Collected data entries
== Segment start ==

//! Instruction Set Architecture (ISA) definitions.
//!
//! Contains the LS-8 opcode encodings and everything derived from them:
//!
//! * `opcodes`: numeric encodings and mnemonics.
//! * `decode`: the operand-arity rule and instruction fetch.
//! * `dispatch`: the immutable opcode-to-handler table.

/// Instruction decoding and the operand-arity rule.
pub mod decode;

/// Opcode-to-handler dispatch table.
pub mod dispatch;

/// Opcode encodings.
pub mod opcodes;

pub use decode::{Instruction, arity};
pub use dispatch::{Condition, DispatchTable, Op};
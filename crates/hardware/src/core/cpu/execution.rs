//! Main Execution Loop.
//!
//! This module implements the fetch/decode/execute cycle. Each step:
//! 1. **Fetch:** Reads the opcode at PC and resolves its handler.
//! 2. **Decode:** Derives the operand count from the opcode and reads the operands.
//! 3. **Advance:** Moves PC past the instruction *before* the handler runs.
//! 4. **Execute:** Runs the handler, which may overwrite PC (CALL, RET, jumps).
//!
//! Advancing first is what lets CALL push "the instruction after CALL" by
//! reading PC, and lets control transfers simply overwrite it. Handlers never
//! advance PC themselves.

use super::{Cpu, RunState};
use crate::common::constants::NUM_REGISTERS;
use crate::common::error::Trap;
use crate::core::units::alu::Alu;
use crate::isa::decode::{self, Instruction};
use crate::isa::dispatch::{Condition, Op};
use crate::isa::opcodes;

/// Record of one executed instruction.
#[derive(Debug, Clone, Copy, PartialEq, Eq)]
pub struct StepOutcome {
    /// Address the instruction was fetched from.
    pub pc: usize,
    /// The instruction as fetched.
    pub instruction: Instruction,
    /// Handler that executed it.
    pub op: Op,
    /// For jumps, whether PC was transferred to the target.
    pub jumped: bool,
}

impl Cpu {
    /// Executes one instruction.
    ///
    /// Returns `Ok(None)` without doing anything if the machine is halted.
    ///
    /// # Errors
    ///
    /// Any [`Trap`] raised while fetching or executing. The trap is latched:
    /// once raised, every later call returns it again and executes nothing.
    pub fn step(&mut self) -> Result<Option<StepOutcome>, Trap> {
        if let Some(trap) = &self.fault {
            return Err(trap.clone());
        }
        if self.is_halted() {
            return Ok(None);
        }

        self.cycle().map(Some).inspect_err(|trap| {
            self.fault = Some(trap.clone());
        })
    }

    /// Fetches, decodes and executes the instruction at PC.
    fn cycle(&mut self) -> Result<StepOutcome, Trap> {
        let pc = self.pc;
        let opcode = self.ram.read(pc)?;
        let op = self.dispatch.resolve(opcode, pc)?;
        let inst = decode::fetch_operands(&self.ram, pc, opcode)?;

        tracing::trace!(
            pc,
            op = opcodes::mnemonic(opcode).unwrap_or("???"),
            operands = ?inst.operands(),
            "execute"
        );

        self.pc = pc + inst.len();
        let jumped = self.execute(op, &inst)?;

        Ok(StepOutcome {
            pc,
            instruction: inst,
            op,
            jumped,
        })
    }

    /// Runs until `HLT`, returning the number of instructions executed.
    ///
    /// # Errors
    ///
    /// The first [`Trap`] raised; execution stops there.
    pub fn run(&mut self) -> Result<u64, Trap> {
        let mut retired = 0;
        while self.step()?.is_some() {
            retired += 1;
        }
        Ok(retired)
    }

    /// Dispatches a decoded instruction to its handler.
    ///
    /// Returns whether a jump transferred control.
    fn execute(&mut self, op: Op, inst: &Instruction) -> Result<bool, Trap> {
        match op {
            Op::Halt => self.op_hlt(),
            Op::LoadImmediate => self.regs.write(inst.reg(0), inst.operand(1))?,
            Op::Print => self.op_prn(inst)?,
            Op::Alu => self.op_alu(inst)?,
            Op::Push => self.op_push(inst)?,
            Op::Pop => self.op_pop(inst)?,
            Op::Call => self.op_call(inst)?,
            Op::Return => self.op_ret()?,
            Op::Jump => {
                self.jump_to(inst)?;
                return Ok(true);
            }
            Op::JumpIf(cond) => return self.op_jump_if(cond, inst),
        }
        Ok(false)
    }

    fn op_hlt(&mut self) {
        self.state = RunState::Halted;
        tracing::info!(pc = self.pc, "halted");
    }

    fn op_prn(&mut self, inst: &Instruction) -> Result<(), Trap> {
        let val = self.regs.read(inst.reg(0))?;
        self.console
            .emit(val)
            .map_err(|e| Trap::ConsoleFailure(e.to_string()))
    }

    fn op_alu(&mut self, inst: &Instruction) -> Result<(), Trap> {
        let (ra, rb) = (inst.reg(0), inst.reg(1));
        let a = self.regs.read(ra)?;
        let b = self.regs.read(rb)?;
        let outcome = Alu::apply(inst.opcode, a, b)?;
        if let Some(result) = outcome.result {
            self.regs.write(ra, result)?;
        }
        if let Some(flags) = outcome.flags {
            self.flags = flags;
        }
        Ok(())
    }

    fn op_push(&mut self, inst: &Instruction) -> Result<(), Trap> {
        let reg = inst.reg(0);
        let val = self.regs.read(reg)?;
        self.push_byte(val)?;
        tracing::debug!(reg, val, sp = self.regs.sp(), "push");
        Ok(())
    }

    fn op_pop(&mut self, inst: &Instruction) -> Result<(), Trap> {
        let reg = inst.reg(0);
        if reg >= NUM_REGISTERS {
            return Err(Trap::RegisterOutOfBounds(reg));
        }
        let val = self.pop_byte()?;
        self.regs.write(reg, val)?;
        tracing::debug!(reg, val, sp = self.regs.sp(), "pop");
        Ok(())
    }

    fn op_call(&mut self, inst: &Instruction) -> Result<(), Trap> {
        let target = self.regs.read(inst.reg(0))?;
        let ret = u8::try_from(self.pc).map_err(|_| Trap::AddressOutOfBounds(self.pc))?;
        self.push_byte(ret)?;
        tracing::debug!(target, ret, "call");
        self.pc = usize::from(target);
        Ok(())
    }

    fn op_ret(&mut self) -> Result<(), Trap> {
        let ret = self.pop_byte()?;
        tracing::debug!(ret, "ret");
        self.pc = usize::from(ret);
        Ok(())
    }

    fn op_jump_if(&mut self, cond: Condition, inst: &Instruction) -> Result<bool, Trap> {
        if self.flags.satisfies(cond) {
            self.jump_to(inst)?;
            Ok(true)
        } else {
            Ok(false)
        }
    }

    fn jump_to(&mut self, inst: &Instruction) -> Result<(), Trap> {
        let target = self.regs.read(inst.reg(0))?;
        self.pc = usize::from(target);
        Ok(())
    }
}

== Segment end ==

TO DO: Go through the records line by line, and copy each line that holds the string "retired".

WRITTEN RESPONSE:
        let mut retired = 0;
            retired += 1;
        Ok(retired)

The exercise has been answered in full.